> **Records supplied**:
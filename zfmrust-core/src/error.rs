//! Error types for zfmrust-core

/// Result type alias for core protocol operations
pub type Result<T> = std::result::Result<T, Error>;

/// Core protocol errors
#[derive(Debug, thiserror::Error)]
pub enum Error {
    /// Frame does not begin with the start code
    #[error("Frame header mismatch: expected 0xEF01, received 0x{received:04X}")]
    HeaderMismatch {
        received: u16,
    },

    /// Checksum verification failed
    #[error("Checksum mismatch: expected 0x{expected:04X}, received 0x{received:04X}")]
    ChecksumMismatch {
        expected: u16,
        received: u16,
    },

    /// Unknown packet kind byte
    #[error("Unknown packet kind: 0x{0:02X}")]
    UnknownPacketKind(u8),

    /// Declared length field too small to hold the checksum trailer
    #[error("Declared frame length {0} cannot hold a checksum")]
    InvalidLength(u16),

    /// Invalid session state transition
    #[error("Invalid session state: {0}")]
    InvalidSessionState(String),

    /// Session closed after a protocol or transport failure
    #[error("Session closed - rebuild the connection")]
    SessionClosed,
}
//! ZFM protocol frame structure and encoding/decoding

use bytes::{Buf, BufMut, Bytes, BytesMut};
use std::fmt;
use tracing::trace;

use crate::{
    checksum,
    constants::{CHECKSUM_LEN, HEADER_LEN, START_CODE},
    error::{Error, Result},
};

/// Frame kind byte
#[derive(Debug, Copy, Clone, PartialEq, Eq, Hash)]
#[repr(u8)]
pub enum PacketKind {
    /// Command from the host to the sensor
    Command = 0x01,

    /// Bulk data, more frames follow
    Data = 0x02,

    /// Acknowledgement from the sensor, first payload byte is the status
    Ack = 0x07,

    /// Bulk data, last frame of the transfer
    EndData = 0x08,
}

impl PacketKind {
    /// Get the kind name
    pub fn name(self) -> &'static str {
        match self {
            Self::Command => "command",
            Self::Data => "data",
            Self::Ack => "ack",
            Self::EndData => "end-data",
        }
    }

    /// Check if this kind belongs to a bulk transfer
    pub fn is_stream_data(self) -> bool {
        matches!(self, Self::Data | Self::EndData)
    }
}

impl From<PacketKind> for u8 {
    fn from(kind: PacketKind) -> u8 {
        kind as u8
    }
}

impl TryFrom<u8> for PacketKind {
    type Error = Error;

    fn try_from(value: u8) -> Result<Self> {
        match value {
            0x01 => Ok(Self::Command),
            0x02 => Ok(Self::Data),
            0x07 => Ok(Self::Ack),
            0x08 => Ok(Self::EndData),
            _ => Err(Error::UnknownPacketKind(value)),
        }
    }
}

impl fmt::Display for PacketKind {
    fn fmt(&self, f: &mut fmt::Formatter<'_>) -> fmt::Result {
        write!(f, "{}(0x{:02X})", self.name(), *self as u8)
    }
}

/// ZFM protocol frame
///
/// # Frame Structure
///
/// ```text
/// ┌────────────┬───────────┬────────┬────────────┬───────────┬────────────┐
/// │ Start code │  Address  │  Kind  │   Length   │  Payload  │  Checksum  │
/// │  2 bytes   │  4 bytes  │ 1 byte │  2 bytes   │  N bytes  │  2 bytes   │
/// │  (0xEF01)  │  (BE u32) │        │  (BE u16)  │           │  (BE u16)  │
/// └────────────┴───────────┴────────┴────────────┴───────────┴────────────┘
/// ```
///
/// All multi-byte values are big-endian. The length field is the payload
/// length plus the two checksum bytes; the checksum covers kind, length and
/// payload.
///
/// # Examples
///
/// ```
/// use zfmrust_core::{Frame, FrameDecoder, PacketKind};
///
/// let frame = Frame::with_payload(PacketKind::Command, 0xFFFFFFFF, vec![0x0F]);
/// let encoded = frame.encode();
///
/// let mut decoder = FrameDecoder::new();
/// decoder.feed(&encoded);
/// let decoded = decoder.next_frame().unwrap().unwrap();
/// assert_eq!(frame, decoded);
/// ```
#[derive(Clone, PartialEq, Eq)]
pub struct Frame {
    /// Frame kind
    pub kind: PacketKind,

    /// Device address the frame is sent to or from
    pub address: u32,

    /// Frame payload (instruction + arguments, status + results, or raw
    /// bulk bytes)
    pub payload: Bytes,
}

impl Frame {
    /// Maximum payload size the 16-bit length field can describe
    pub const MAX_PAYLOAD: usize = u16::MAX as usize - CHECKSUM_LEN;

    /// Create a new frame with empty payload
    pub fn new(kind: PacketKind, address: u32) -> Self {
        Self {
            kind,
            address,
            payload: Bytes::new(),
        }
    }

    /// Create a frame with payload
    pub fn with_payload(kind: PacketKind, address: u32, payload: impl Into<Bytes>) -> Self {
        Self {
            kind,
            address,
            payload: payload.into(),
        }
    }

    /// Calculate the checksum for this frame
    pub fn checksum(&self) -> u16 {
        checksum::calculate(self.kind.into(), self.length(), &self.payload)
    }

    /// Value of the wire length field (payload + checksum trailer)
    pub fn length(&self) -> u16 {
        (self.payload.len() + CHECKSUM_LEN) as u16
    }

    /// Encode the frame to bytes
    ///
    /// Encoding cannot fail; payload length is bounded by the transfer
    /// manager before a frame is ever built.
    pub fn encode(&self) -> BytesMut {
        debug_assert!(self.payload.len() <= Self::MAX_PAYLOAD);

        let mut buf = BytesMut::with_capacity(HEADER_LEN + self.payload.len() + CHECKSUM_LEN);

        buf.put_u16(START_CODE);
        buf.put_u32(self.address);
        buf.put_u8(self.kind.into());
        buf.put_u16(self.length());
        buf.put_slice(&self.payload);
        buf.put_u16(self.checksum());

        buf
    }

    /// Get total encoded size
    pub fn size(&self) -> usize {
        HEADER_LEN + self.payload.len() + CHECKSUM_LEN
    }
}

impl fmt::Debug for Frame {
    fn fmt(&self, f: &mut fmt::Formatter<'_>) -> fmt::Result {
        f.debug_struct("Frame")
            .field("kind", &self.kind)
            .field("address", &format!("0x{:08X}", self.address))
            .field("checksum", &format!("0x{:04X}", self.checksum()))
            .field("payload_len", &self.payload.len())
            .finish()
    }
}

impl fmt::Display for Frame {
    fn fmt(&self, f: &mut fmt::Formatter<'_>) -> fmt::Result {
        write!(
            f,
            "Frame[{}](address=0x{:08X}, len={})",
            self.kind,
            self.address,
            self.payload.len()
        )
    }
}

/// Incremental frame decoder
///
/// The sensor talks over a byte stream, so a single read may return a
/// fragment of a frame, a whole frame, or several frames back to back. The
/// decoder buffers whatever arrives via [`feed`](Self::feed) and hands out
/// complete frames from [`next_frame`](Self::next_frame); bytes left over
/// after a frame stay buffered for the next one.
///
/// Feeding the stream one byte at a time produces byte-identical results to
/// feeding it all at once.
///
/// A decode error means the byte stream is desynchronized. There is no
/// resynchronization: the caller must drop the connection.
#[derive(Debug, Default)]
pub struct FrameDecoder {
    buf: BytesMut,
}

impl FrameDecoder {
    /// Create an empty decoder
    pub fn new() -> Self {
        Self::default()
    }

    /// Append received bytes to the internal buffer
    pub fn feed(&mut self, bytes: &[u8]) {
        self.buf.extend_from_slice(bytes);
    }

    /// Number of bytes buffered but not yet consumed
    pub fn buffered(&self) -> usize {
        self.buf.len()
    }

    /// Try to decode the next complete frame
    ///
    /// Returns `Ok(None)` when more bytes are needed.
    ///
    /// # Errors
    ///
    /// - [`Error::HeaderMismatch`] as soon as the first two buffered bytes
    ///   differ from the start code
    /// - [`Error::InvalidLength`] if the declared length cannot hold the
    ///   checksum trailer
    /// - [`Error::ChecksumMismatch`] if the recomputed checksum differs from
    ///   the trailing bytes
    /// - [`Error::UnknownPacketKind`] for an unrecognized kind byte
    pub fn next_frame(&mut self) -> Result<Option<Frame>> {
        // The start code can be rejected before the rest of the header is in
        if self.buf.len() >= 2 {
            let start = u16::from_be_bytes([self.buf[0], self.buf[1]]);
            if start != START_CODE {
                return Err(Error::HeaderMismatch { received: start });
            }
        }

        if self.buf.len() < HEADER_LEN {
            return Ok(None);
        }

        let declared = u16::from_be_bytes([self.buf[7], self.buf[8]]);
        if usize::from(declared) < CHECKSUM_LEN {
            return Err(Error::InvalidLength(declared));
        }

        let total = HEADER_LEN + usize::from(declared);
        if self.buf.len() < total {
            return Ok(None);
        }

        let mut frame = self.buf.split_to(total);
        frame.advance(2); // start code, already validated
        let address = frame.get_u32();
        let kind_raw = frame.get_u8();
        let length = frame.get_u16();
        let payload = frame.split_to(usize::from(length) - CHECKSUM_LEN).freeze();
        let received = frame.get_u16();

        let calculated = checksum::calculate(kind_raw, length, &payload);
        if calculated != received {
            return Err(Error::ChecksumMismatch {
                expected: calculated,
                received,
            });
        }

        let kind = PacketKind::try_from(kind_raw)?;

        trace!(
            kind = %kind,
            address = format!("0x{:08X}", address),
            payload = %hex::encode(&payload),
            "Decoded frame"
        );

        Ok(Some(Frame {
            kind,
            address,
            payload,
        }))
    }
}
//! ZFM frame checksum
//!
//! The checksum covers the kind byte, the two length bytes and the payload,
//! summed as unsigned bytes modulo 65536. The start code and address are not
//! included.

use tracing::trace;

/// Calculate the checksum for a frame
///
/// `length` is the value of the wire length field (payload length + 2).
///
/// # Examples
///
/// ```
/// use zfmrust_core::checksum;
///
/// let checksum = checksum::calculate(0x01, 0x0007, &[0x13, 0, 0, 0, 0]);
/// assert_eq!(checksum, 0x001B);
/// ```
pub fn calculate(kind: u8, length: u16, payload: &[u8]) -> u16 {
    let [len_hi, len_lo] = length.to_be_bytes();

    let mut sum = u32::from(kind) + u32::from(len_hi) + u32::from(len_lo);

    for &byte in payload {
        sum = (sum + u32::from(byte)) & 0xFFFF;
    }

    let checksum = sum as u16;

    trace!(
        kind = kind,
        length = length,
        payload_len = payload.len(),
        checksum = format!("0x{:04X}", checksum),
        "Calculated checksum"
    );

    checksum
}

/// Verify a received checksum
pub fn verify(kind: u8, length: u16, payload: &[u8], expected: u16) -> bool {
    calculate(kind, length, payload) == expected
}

> **Task instructions**: Out of the data above, set down the lines from the one with "#[derive(Debug, Default)]" to the one with "if start != START_CODE", both included, exactly as written and with no additions.

> **Expected answer**:
#[derive(Debug, Default)]
pub struct FrameDecoder {
    buf: BytesMut,
}

impl FrameDecoder {
    /// Create an empty decoder
    pub fn new() -> Self {
        Self::default()
    }

    /// Append received bytes to the internal buffer
    pub fn feed(&mut self, bytes: &[u8]) {
        self.buf.extend_from_slice(bytes);
    }

    /// Number of bytes buffered but not yet consumed
    pub fn buffered(&self) -> usize {
        self.buf.len()
    }

    /// Try to decode the next complete frame
    ///
    /// Returns `Ok(None)` when more bytes are needed.
    ///
    /// # Errors
    ///
    /// - [`Error::HeaderMismatch`] as soon as the first two buffered bytes
    ///   differ from the start code
    /// - [`Error::InvalidLength`] if the declared length cannot hold the
    ///   checksum trailer
    /// - [`Error::ChecksumMismatch`] if the recomputed checksum differs from
    ///   the trailing bytes
    /// - [`Error::UnknownPacketKind`] for an unrecognized kind byte
    pub fn next_frame(&mut self) -> Result<Option<Frame>> {
        // The start code can be rejected before the rest of the header is in
        if self.buf.len() >= 2 {
            let start = u16::from_be_bytes([self.buf[0], self.buf[1]]);
            if start != START_CODE {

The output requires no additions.